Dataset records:
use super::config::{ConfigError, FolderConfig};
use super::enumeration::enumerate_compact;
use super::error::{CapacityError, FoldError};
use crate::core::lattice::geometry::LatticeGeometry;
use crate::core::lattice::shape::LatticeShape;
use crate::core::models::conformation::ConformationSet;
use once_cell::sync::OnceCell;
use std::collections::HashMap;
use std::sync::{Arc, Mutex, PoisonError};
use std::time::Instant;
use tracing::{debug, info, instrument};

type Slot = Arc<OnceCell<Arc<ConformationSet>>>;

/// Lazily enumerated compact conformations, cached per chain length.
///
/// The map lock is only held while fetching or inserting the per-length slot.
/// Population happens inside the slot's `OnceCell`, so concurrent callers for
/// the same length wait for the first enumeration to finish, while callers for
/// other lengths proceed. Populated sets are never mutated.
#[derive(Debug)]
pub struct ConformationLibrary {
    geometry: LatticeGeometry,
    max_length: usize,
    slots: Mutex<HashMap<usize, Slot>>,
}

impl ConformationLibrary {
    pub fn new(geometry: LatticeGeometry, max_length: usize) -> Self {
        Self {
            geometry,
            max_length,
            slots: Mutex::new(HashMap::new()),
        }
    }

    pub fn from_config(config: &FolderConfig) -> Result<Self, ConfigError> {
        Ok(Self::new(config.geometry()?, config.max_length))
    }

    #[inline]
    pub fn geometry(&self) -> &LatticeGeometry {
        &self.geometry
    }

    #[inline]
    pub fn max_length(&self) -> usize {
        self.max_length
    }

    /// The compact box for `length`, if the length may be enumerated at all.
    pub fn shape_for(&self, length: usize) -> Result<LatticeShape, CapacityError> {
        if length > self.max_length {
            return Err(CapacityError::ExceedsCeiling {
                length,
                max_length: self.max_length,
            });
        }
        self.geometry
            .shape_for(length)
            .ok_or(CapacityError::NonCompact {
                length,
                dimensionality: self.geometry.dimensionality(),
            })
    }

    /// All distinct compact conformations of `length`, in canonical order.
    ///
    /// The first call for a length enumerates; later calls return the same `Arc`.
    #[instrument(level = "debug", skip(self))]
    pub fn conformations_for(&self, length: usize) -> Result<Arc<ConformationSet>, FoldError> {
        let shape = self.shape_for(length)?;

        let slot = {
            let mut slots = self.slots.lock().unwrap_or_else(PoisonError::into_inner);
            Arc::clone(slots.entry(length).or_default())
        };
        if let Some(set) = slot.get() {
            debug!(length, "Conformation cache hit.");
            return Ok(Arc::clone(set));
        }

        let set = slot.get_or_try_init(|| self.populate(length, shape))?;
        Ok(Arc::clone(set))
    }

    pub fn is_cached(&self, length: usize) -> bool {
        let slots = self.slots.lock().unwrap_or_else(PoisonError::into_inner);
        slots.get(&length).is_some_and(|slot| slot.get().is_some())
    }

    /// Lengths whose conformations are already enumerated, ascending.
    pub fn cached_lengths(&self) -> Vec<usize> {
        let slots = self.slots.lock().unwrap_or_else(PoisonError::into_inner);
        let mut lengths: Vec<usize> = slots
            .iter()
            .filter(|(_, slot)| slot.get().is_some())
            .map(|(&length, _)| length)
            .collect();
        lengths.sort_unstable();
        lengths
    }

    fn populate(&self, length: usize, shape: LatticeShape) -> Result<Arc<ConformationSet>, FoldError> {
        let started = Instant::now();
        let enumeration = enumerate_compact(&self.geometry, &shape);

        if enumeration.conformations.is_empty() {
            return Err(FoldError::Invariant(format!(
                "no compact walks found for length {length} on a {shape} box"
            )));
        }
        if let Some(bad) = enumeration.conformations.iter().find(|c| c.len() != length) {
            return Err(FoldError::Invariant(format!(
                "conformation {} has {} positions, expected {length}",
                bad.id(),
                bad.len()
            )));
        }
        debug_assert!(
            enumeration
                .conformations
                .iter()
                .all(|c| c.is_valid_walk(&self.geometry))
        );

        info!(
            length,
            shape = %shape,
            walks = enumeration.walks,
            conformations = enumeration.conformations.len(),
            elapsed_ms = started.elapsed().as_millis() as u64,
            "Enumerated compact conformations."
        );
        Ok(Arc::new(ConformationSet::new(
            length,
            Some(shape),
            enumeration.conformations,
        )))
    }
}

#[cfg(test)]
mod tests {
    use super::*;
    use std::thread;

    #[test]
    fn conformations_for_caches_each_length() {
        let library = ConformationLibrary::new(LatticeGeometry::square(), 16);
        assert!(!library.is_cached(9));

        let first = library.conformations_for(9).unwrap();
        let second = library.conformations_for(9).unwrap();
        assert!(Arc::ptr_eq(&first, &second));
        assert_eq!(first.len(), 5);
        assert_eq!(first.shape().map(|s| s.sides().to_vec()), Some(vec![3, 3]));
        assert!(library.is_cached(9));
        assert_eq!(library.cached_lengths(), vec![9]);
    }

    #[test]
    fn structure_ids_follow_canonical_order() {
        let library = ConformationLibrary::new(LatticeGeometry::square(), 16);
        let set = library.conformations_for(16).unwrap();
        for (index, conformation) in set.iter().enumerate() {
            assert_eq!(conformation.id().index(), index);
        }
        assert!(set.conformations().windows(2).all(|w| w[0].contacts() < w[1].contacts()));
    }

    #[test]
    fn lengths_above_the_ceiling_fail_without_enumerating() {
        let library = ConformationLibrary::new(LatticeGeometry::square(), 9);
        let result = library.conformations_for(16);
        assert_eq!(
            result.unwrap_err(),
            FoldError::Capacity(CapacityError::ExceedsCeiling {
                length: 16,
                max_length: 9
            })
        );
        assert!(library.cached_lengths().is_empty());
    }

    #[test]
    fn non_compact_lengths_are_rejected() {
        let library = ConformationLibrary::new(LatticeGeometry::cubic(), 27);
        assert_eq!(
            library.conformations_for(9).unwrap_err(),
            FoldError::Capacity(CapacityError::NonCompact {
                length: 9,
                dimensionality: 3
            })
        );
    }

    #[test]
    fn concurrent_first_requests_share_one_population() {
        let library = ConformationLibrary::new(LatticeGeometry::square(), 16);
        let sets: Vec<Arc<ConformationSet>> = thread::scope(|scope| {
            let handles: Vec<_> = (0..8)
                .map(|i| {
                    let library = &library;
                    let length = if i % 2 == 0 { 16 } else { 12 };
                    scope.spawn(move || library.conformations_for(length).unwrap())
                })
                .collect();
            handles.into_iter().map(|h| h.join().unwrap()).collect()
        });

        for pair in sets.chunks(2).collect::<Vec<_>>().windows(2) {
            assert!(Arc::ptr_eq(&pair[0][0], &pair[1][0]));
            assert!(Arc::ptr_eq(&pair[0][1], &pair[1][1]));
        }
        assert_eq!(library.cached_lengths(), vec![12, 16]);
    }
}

* Work item
Each record above needs to be transcribed word for word.

* Expected answer
use super::config::{ConfigError, FolderConfig};
use super::enumeration::enumerate_compact;
use super::error::{CapacityError, FoldError};
use crate::core::lattice::geometry::LatticeGeometry;
use crate::core::lattice::shape::LatticeShape;
use crate::core::models::conformation::ConformationSet;
use once_cell::sync::OnceCell;
use std::collections::HashMap;
use std::sync::{Arc, Mutex, PoisonError};
use std::time::Instant;
use tracing::{debug, info, instrument};

type Slot = Arc<OnceCell<Arc<ConformationSet>>>;

/// Lazily enumerated compact conformations, cached per chain length.
///
/// The map lock is only held while fetching or inserting the per-length slot.
/// Population happens inside the slot's `OnceCell`, so concurrent callers for
/// the same length wait for the first enumeration to finish, while callers for
/// other lengths proceed. Populated sets are never mutated.
#[derive(Debug)]
pub struct ConformationLibrary {
    geometry: LatticeGeometry,
    max_length: usize,
    slots: Mutex<HashMap<usize, Slot>>,
}

impl ConformationLibrary {
    pub fn new(geometry: LatticeGeometry, max_length: usize) -> Self {
        Self {
            geometry,
            max_length,
            slots: Mutex::new(HashMap::new()),
        }
    }

    pub fn from_config(config: &FolderConfig) -> Result<Self, ConfigError> {
        Ok(Self::new(config.geometry()?, config.max_length))
    }

    #[inline]
    pub fn geometry(&self) -> &LatticeGeometry {
        &self.geometry
    }

    #[inline]
    pub fn max_length(&self) -> usize {
        self.max_length
    }

    /// The compact box for `length`, if the length may be enumerated at all.
    pub fn shape_for(&self, length: usize) -> Result<LatticeShape, CapacityError> {
        if length > self.max_length {
            return Err(CapacityError::ExceedsCeiling {
                length,
                max_length: self.max_length,
            });
        }
        self.geometry
            .shape_for(length)
            .ok_or(CapacityError::NonCompact {
                length,
                dimensionality: self.geometry.dimensionality(),
            })
    }

    /// All distinct compact conformations of `length`, in canonical order.
    ///
    /// The first call for a length enumerates; later calls return the same `Arc`.
    #[instrument(level = "debug", skip(self))]
    pub fn conformations_for(&self, length: usize) -> Result<Arc<ConformationSet>, FoldError> {
        let shape = self.shape_for(length)?;

        let slot = {
            let mut slots = self.slots.lock().unwrap_or_else(PoisonError::into_inner);
            Arc::clone(slots.entry(length).or_default())
        };
        if let Some(set) = slot.get() {
            debug!(length, "Conformation cache hit.");
            return Ok(Arc::clone(set));
        }

        let set = slot.get_or_try_init(|| self.populate(length, shape))?;
        Ok(Arc::clone(set))
    }

    pub fn is_cached(&self, length: usize) -> bool {
        let slots = self.slots.lock().unwrap_or_else(PoisonError::into_inner);
        slots.get(&length).is_some_and(|slot| slot.get().is_some())
    }

    /// Lengths whose conformations are already enumerated, ascending.
    pub fn cached_lengths(&self) -> Vec<usize> {
        let slots = self.slots.lock().unwrap_or_else(PoisonError::into_inner);
        let mut lengths: Vec<usize> = slots
            .iter()
            .filter(|(_, slot)| slot.get().is_some())
            .map(|(&length, _)| length)
            .collect();
        lengths.sort_unstable();
        lengths
    }

    fn populate(&self, length: usize, shape: LatticeShape) -> Result<Arc<ConformationSet>, FoldError> {
        let started = Instant::now();
        let enumeration = enumerate_compact(&self.geometry, &shape);

        if enumeration.conformations.is_empty() {
            return Err(FoldError::Invariant(format!(
                "no compact walks found for length {length} on a {shape} box"
            )));
        }
        if let Some(bad) = enumeration.conformations.iter().find(|c| c.len() != length) {
            return Err(FoldError::Invariant(format!(
                "conformation {} has {} positions, expected {length}",
                bad.id(),
                bad.len()
            )));
        }
        debug_assert!(
            enumeration
                .conformations
                .iter()
                .all(|c| c.is_valid_walk(&self.geometry))
        );

        info!(
            length,
            shape = %shape,
            walks = enumeration.walks,
            conformations = enumeration.conformations.len(),
            elapsed_ms = started.elapsed().as_millis() as u64,
            "Enumerated compact conformations."
        );
        Ok(Arc::new(ConformationSet::new(
            length,
            Some(shape),
            enumeration.conformations,
        )))
    }
}

#[cfg(test)]
mod tests {
    use super::*;
    use std::thread;

    #[test]
    fn conformations_for_caches_each_length() {
        let library = ConformationLibrary::new(LatticeGeometry::square(), 16);
        assert!(!library.is_cached(9));

        let first = library.conformations_for(9).unwrap();
        let second = library.conformations_for(9).unwrap();
        assert!(Arc::ptr_eq(&first, &second));
        assert_eq!(first.len(), 5);
        assert_eq!(first.shape().map(|s| s.sides().to_vec()), Some(vec![3, 3]));
        assert!(library.is_cached(9));
        assert_eq!(library.cached_lengths(), vec![9]);
    }

    #[test]
    fn structure_ids_follow_canonical_order() {
        let library = ConformationLibrary::new(LatticeGeometry::square(), 16);
        let set = library.conformations_for(16).unwrap();
        for (index, conformation) in set.iter().enumerate() {
            assert_eq!(conformation.id().index(), index);
        }
        assert!(set.conformations().windows(2).all(|w| w[0].contacts() < w[1].contacts()));
    }

    #[test]
    fn lengths_above_the_ceiling_fail_without_enumerating() {
        let library = ConformationLibrary::new(LatticeGeometry::square(), 9);
        let result = library.conformations_for(16);
        assert_eq!(
            result.unwrap_err(),
            FoldError::Capacity(CapacityError::ExceedsCeiling {
                length: 16,
                max_length: 9
            })
        );
        assert!(library.cached_lengths().is_empty());
    }

    #[test]
    fn non_compact_lengths_are_rejected() {
        let library = ConformationLibrary::new(LatticeGeometry::cubic(), 27);
        assert_eq!(
            library.conformations_for(9).unwrap_err(),
            FoldError::Capacity(CapacityError::NonCompact {
                length: 9,
                dimensionality: 3
            })
        );
    }

    #[test]
    fn concurrent_first_requests_share_one_population() {
        let library = ConformationLibrary::new(LatticeGeometry::square(), 16);
        let sets: Vec<Arc<ConformationSet>> = thread::scope(|scope| {
            let handles: Vec<_> = (0..8)
                .map(|i| {
                    let library = &library;
                    let length = if i % 2 == 0 { 16 } else { 12 };
                    scope.spawn(move || library.conformations_for(length).unwrap())
                })
                .collect();
            handles.into_iter().map(|h| h.join().unwrap()).collect()
        });

        for pair in sets.chunks(2).collect::<Vec<_>>().windows(2) {
            assert!(Arc::ptr_eq(&pair[0][0], &pair[1][0]));
            assert!(Arc::ptr_eq(&pair[0][1], &pair[1][1]));
        }
        assert_eq!(library.cached_lengths(), vec![12, 16]);
    }
}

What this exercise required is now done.